Supporting the Computation Needs of Structural Genomics

1. Supporting the Computation Needs of Structural Genomics

2. Overview • What is structural genomics? • Problems we are trying to solve • Applications we use and how they interface with Condor • Future work • Conclusion

3. What is structural genomics? • It is the branch of genomics that attempts to determine the three dimensional structure of proteins. • This often requires high-throughput computing to do.

4. Problems we are trying to solve • Target selection – which protein sequences are interesting and worth spending time calculating structures of? • BLAST • Protein structure determination – what is the 3D shape of a given protein sequence? • CNS • CYANA

5. BLAST • BLAST is developed and supported by NCBI, part of the NIH. • The NCBI BLAST home page is http://www.ncbi.nlm.nih.gov/ • BLAST is a search tool with special allowances for incomplete data and partial matches.

6. BLAST target selection • By comparing different sets of whole or partial sequences against other databases of known sequences, you can determine if the sequence you are trying to discover is already part of another database. • In this way you can determine the interesting sequences to work on.

7. BLAST and Condor • Large BLAST searches are easily split into smaller chunks that can be executed in parallel. • There are two basic approaches: • Split the input query into smaller chunks (our approach) • Split the database into smaller chunks (mpiBLAST approach)

8. BLAST and Condor • Doing thousands of queries against multiple databases is easy using the Condor/BLAST framework. • Features of the framework: • Input queries can come from a file, ftp, or http • Input queries can be in FASTA or XML format

9. BLAST and Condor • More features of the framework: • Databases can also be local files or automatically fetched via ftp or http and also in either FASTA or XML format • Database Indexes can be automatically built using formatdb • Multiple input files are joined or split as appropriate to fine-tune throughput • Output can be delivered via ftp

10. Some statistics • The BMRB here at the UW is using this framework to compare over 100,000 input sequences against five different databases: • nr ( 2726333 sequences ) • pdb ( 50137 sequences ) • pdboh ( 1122 sequences ) • sg ( 53986 sequences ) • bmrb ( 2736 sequences)

11. Some statistics • All in all, the BMRB is doing over 8 billion sequence comparisons for their weekly run. • Condor completes this in roughly eight hours of wall-clock time. • This is now a weekly routine which is fully automated, very reliable, and requires almost no “babysitting”.

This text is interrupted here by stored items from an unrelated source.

//! Build manifests: the package and file lists of one build.
//!
//! A manifest is a JSON or YAML document listing the packages of a build,
//! either as a bare list or under a `packages` key. File modes may be given
//! as numbers or as octal strings (`"0100755"`).

use crate::cache::MetadataCache;
use crate::error::{ErrorContext, InspectError, Result};
use crate::model::{
    BuildSide, DeclaredFile, FileEntry, FileFlags, FileStat, MetadataHandle, PackageMetadata,
    PackageSnapshot,
};
use serde::{Deserialize, Deserializer};
use std::collections::HashSet;
use std::path::{Path, PathBuf};
use std::sync::Arc;

/// Parsed build manifest.
#[derive(Debug, Clone, Default)]
pub struct BuildManifest {
    pub packages: Vec<ManifestPackage>,
}

#[derive(Debug, Deserialize)]
#[serde(untagged)]
enum ManifestDocument {
    List(Vec<ManifestPackage>),
    Wrapped { packages: Vec<ManifestPackage> },
}

/// One package of a build manifest.
#[derive(Debug, Clone, Deserialize)]
#[serde(deny_unknown_fields)]
pub struct ManifestPackage {
    pub name: String,
    #[serde(default)]
    pub epoch: Option<u32>,
    #[serde(default)]
    pub version: String,
    #[serde(default)]
    pub release: String,
    #[serde(default)]
    pub arch: Option<String>,
    /// Package archive path
    #[serde(default)]
    pub path: Option<PathBuf>,
    /// Directory the payload was extracted to
    #[serde(default)]
    pub root: Option<PathBuf>,
    #[serde(default)]
    pub files: Vec<ManifestFile>,
}

/// One payload file of a manifest package.
#[derive(Debug, Clone, Deserialize)]
#[serde(deny_unknown_fields)]
pub struct ManifestFile {
    pub path: String,
    #[serde(default = "default_mode", deserialize_with = "deserialize_mode")]
    pub mode: u32,
    #[serde(default = "default_owner")]
    pub owner: String,
    #[serde(default = "default_owner")]
    pub group: String,
    #[serde(default)]
    pub size: u64,
    #[serde(default)]
    pub mtime: i64,
    #[serde(default)]
    pub checksum: Option<String>,
    #[serde(default)]
    pub mime_type: Option<String>,
    #[serde(default)]
    pub capabilities: Option<String>,
    #[serde(default)]
    pub flags: FileFlags,
}

const fn default_mode() -> u32 {
    0o100_644
}

fn default_owner() -> String {
    "root".to_string()
}

fn deserialize_mode<'de, D>(deserializer: D) -> std::result::Result<u32, D::Error>
where
    D: Deserializer<'de>,
{
    #[derive(Deserialize)]
    #[serde(untagged)]
    enum Mode {
        Number(u32),
        Octal(String),
    }

    match Mode::deserialize(deserializer)? {
        Mode::Number(mode) => Ok(mode),
        Mode::Octal(text) => {
            let digits = text.trim().trim_start_matches("0o");
            u32::from_str_radix(digits, 8)
                .map_err(|e| serde::de::Error::custom(format!("invalid octal mode '{text}': {e}")))
        }
    }
}

/// Snapshots of one build plus the packages that could not be loaded.
#[derive(Debug, Default)]
pub struct LoadedBuild {
    pub snapshots: Vec<PackageSnapshot>,
    pub failures: Vec<InspectError>,
}

impl BuildManifest {
    /// Parse a manifest, as JSON when `json` is set and YAML otherwise.
    pub fn parse(content: &str, json: bool) -> Result<Self> {
        let document: ManifestDocument = if json {
            serde_json::from_str(content).context("build manifest")?
        } else {
            serde_yaml::from_str(content).context("build manifest")?
        };
        let packages = match document {
            ManifestDocument::List(packages) | ManifestDocument::Wrapped { packages } => packages,
        };
        Ok(Self { packages })
    }

    /// Read a manifest file; the format follows the file extension.
    pub fn load(path: &Path) -> Result<Self> {
        let content = std::fs::read_to_string(path).map_err(|e| InspectError::io(path, e))?;
        let json = path
            .extension()
            .and_then(|ext| ext.to_str())
            .is_some_and(|ext| ext.eq_ignore_ascii_case("json"));
        let manifest = Self::parse(&content, json)
            .with_context(|| format!("manifest {}", path.display()))?;
        tracing::info!(
            path = %path.display(),
            packages = manifest.packages.len(),
            "Loaded build manifest"
        );
        Ok(manifest)
    }

    /// Turn the manifest into snapshots, pulling metadata through `cache`.
    ///
    /// A package whose metadata fails to load is left out and recorded in
    /// [`LoadedBuild::failures`]. Later packages sharing a name with an
    /// earlier one are loaded outside the cache, which holds a single entry
    /// per name.
    pub fn into_snapshots(self, side: BuildSide, cache: &MetadataCache) -> LoadedBuild {
        let mut loaded = LoadedBuild::default();
        let mut seen: HashSet<String> = HashSet::new();

        for package in self.packages {
            let handle = if seen.contains(&package.name) {
                tracing::debug!(
                    package = %package.name,
                    %side,
                    "Duplicate package name, loading outside the cache"
                );
                package.metadata().map(Arc::new).map_err(|e| {
                    InspectError::metadata_load(package.name.as_str(), e)
                })
            } else {
                cache.get_or_load(&package.name, || package.metadata())
            };

            match handle {
                Ok(handle) => {
                    seen.insert(package.name.clone());
                    loaded.snapshots.push(package.into_snapshot(handle, side));
                }
                Err(e) => loaded.failures.push(e),
            }
        }

        loaded
    }
}

impl ManifestPackage {
    /// Header metadata described by this entry.
    fn metadata(&self) -> std::result::Result<PackageMetadata, String> {
        if self.name.trim().is_empty() {
            return Err("package name is empty".to_string());
        }
        if self.version.is_empty() {
            return Err("missing version".to_string());
        }
        if self.release.is_empty() {
            return Err("missing release".to_string());
        }

        let declared = self
            .files
            .iter()
            .map(|f| DeclaredFile {
                path: f.path.clone(),
                mode: f.mode,
                owner: f.owner.clone(),
                group: f.group.clone(),
                digest: f.checksum.clone(),
                flags: f.flags,
            })
            .collect();

        let mut metadata = PackageMetadata::new(&self.name, &self.version, &self.release)
            .with_files(declared);
        if let Some(epoch) = self.epoch {
            metadata = metadata.with_epoch(epoch);
        }
        if let Some(arch) = &self.arch {
            metadata = metadata.with_arch(arch);
        }
        Ok(metadata)
    }

    fn into_snapshot(self, metadata: MetadataHandle, side: BuildSide) -> PackageSnapshot {
        let root = self.root;
        let files = self
            .files
            .into_iter()
            .enumerate()
            .map(|(index, f)| {
                let mut entry = FileEntry::new(f.path)
                    .with_stat(FileStat {
                        mode: f.mode,
                        owner: f.owner,
                        group: f.group,
                        size: f.size,
                        mtime: f.mtime,
                    })
                    .with_index(index)
                    .with_flags(f.flags);
                if let Some(root) = &root {
                    let fullpath = root.join(entry.localpath.trim_start_matches('/'));
                    entry = entry.with_fullpath(fullpath);
                }
                if let Some(checksum) = f.checksum {
                    entry = entry.with_checksum(checksum);
                }
                if let Some(mime) = f.mime_type {
                    entry = entry.with_mime_type(mime);
                }
                if let Some(caps) = f.capabilities {
                    entry = entry.with_capabilities(caps);
                }
                entry
            })
            .collect();

        let mut snapshot = PackageSnapshot::new(metadata, side).with_files(files);
        if let Some(path) = self.path {
            snapshot = snapshot.with_package_path(path);
        }
        if let Some(root) = root {
            snapshot = snapshot.with_extracted_root(root);
        }
        snapshot
    }
}

#[cfg(test)]
mod tests {
    use super::*;
    use std::io::Write;

    const YAML: &str = r#"
packages:
  - name: foo
    version: "1.0"
    release: "1"
    arch: x86_64
    files:
      - path: /usr/bin/foo
        mode: "0100755"
        checksum: aaaa
      - path: /etc/foo.conf
        mode: 33188
  - name: foo-libs
    version: "1.0"
    release: "1"
    files: []
"#;

    #[test]
    fn test_parse_yaml_manifest() {
        let manifest = BuildManifest::parse(YAML, false).expect("parse");
        assert_eq!(manifest.packages.len(), 2);
        let foo = &manifest.packages[0];
        assert_eq!(foo.files[0].mode, 0o100_755);
        assert_eq!(foo.files[1].mode, 0o100_644);
        assert_eq!(foo.files[1].owner, "root");
    }

    #[test]
    fn test_parse_json_list() {
        let json = r#"[{"name": "bar", "version": "2", "release": "1",
            "files": [{"path": "/usr/bin/bar", "mode": "4755"}]}]"#;
        let manifest = BuildManifest::parse(json, true).expect("parse");
        assert_eq!(manifest.packages[0].files[0].mode, 0o4755);
    }

    #[test]
    fn test_bad_mode_is_parse_error() {
        let yaml = "- name: foo\n  version: '1'\n  release: '1'\n  \
                    files:\n    - path: /x\n      mode: '09'\n";
        let err = BuildManifest::parse(yaml, false).expect_err("bad mode");
        assert!(matches!(err, InspectError::Parse { .. }));
    }

    #[test]
    fn test_into_snapshots_uses_cache() {
        let manifest = BuildManifest::parse(YAML, false).expect("parse");
        let cache = MetadataCache::new();
        let loaded = manifest.into_snapshots(BuildSide::After, &cache);

        assert!(loaded.failures.is_empty());
        assert_eq!(loaded.snapshots.len(), 2);
        assert_eq!(cache.names(), vec!["foo", "foo-libs"]);

        let foo = &loaded.snapshots[0];
        assert_eq!(foo.side(), BuildSide::After);
        assert_eq!(foo.metadata().arch.as_deref(), Some("x86_64"));
        assert_eq!(foo.files()[1].index, 1);
        assert!(foo.metadata().declared_file("/usr/bin/foo").is_some());
    }

    #[test]
    fn test_failed_package_is_isolated() {
        let yaml = "- name: broken\n  release: '1'\n- name: fine\n  version: '1'\n  release: '1'\n";
        let manifest = BuildManifest::parse(yaml, false).expect("parse");
        let cache = MetadataCache::new();
        let loaded = manifest.into_snapshots(BuildSide::Before, &cache);

        assert_eq!(loaded.snapshots.len(), 1);
        assert_eq!(loaded.failures.len(), 1);
        assert_eq!(loaded.failures[0].package(), Some("broken"));
        assert!(!cache.contains("broken"));
    }

    #[test]
    fn test_duplicate_names_keep_their_own_metadata() {
        let yaml = "- name: foo\n  version: '1.0'\n  release: '1'\n\
                    - name: foo\n  version: '1.1'\n  release: '1'\n";
        let manifest = BuildManifest::parse(yaml, false).expect("parse");
        let cache = MetadataCache::new();
        let loaded = manifest.into_snapshots(BuildSide::After, &cache);

        let versions: Vec<&str> = loaded
            .snapshots
            .iter()
            .map(|s| s.metadata().version.as_str())
            .collect();
        assert_eq!(versions, vec!["1.0", "1.1"]);
        assert_eq!(cache.len(), 1);
    }

    #[test]
    fn test_load_by_extension() {
        let dir = tempfile::tempdir().expect("tempdir");
        let path = dir.path().join("after.json");
        let mut file = std::fs::File::create(&path).expect("create");
        file.write_all(br#"{"packages": [{"name": "foo", "version": "1", "release": "1"}]}"#)
            .expect("write");

        let manifest = BuildManifest::load(&path).expect("load");
        assert_eq!(manifest.packages[0].name, "foo");

        let missing = BuildManifest::load(&dir.path().join("missing.yaml"));
        assert!(matches!(missing, Err(InspectError::Io { .. })));
    }
}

12. Structure Calculation • CNS • Available from http://cns.csb.yale.edu/ • CYANA • Available from http://www.guentert.com/ • Both do structure calculations but use different methods

13. CNS and Condor • Using CNS can take a relatively long time to compute for a given entry (protein sequence) depending on the number of possible intermediate structures. • Each structure takes about 5 – 30 minutes depending on length of sequence • At 200 structures per entry, this ends up being between 16 and 100 hours.

14. CYANA • Cyana takes only about 2 – 16 hours per entry depending on the sequence length. • The cyana results are post-processed with CNS to refine them, which takes an additional 4 – 20 hours per entry

15. CNS, CYANA, and Condor • Until now, each different group doing structure calculations would process their own entries using different programs or input parameters, making comparisons between different groups difficult. • By processing large numbers of entries in exactly the same way, it is possible to then compare apples to apples.

16. CNS, CYANA, and Condor • Working with the BMRB, I created a framework which allows you to easily process multiple entries at once with both CNS and CYANA. • Using this framework, Condor calculated structures for 600 entries (about 50,000 hours) in just 10 days.

17. CNS, CYANA, and Condor • The structure calculation framework is also very reliable and requires very little human time to do a fairly massive amount of computing. • This process can now be easily automated and done on a routine basis.

18. Challenges • Creating a job flow that doesn’t need babysitting requires that the framework be able to handle a variety of problems. • To this end, it employs some other Condor technologies: • Many things are wrapped in ftsh. • Condor watches for “misbehaving” jobs and kills them using the PERIODIC_REMOVE feature. • DAGMan oversees the whole run and retries failed jobs.

19. Future Work • BLAST • Use STORK for data transfer which will improve reliability of all file transfers and instantly add support for many more methods of transferring input and output. • Create a wrapper around the framework which behaves just like NCBI’s BLAST but uses Condor behind the scenes. • Include this framework with the Condor distribution so it is BLAST-ready “out of the box”.

20. Future Work • CNS & CYANA • Use sequence length to better estimate runtime for fine-tuning throughput. • Use STORK for file transfer.

21. Conclusion • I have created tools which allow users to run coordinated BLAST, CNS, and CYANA runs on very large scales. • This makes it easy to process not only your data but other groups’ too, and end up with results that were all computed with the same protocols and inputs. • This will enable better collaboration by providing more consistency between the results of different groups.